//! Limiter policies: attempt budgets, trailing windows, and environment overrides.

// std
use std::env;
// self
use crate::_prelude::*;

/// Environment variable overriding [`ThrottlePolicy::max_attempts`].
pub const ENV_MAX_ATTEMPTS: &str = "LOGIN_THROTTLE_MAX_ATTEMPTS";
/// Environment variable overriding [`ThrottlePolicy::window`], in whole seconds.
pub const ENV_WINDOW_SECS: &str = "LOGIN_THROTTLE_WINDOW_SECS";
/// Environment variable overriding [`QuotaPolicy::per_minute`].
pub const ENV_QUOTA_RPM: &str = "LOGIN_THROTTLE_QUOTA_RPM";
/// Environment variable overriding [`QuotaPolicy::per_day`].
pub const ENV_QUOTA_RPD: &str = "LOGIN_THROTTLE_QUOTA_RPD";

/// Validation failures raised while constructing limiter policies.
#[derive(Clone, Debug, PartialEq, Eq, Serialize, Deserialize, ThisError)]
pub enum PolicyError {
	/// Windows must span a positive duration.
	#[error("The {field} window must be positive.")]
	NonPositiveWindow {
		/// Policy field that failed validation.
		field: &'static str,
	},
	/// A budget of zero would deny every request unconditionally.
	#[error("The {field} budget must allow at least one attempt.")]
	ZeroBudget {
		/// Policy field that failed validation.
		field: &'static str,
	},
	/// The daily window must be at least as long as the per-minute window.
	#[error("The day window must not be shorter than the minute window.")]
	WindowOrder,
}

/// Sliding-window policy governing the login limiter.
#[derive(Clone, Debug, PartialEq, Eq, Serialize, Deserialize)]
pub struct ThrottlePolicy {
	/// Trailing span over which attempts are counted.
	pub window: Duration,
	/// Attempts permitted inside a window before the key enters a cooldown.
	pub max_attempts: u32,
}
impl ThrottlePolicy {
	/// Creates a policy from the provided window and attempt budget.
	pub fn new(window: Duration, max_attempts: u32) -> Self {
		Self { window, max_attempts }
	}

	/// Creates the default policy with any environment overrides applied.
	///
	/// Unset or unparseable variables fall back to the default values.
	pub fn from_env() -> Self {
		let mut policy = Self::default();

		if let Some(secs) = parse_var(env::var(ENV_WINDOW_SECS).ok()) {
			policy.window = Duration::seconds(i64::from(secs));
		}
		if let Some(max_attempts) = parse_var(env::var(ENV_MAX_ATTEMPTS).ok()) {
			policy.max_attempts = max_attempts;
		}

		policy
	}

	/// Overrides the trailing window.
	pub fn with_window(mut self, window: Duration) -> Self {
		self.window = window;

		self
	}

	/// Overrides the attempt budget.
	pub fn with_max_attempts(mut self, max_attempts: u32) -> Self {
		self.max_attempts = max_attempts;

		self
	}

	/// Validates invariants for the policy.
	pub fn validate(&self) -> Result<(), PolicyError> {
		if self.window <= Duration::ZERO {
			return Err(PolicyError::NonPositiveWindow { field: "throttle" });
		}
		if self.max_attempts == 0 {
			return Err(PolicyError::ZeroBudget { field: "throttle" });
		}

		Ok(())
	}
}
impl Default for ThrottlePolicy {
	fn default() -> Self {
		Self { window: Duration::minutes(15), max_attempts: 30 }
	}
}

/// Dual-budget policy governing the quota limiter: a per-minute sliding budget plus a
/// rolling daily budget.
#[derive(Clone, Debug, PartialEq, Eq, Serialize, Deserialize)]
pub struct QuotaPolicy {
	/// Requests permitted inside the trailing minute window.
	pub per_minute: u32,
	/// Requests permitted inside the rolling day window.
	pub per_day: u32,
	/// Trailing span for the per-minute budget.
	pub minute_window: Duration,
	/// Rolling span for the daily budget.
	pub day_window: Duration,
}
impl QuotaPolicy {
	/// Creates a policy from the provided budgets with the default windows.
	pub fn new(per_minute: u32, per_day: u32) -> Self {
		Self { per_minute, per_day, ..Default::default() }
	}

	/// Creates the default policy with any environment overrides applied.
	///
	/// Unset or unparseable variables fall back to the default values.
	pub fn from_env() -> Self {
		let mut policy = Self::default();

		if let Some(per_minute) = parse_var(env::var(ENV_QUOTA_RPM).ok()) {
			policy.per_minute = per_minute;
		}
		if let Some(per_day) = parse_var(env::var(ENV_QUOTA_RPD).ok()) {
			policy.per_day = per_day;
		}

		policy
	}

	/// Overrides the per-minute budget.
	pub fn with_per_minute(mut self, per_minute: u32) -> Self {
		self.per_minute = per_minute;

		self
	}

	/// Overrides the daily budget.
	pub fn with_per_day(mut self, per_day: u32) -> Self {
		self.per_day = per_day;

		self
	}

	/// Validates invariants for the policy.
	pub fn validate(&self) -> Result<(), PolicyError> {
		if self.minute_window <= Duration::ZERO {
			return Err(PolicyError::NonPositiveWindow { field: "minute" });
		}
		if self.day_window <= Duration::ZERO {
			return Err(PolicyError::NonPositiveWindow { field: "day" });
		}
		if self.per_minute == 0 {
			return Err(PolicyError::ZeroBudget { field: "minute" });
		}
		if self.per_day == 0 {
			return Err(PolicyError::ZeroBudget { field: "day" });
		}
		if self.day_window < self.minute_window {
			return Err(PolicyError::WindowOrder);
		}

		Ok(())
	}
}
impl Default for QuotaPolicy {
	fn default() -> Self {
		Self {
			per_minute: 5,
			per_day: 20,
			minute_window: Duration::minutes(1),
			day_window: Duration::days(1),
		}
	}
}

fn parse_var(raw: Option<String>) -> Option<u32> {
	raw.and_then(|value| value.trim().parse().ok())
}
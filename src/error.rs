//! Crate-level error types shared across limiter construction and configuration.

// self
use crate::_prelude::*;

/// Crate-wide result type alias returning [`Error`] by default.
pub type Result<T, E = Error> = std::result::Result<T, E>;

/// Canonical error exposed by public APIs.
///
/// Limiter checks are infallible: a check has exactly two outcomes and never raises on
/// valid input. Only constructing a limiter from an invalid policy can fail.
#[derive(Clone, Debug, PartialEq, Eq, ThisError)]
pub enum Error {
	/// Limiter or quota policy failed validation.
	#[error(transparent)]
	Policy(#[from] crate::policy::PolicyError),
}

━━━━

#### Instructions for the task:
Start copying at the line that contains "if self.day_window <= Duration::ZERO" and stop after the last line of the records, keeping every line exactly.

#### Written response:
		if self.day_window <= Duration::ZERO {
			return Err(PolicyError::NonPositiveWindow { field: "day" });
		}
		if self.per_minute == 0 {
			return Err(PolicyError::ZeroBudget { field: "minute" });
		}
		if self.per_day == 0 {
			return Err(PolicyError::ZeroBudget { field: "day" });
		}
		if self.day_window < self.minute_window {
			return Err(PolicyError::WindowOrder);
		}

		Ok(())
	}
}
impl Default for QuotaPolicy {
	fn default() -> Self {
		Self {
			per_minute: 5,
			per_day: 20,
			minute_window: Duration::minutes(1),
			day_window: Duration::days(1),
		}
	}
}

fn parse_var(raw: Option<String>) -> Option<u32> {
	raw.and_then(|value| value.trim().parse().ok())
}
filename src/error.rs
//! Crate-level error types shared across limiter construction and configuration.

// self
use crate::_prelude::*;

/// Crate-wide result type alias returning [`Error`] by default.
pub type Result<T, E = Error> = std::result::Result<T, E>;

/// Canonical error exposed by public APIs.
///
/// Limiter checks are infallible: a check has exactly two outcomes and never raises on
/// valid input. Only constructing a limiter from an invalid policy can fail.
#[derive(Clone, Debug, PartialEq, Eq, ThisError)]
pub enum Error {
	/// Limiter or quota policy failed validation.
	#[error(transparent)]
	Policy(#[from] crate::policy::PolicyError),
}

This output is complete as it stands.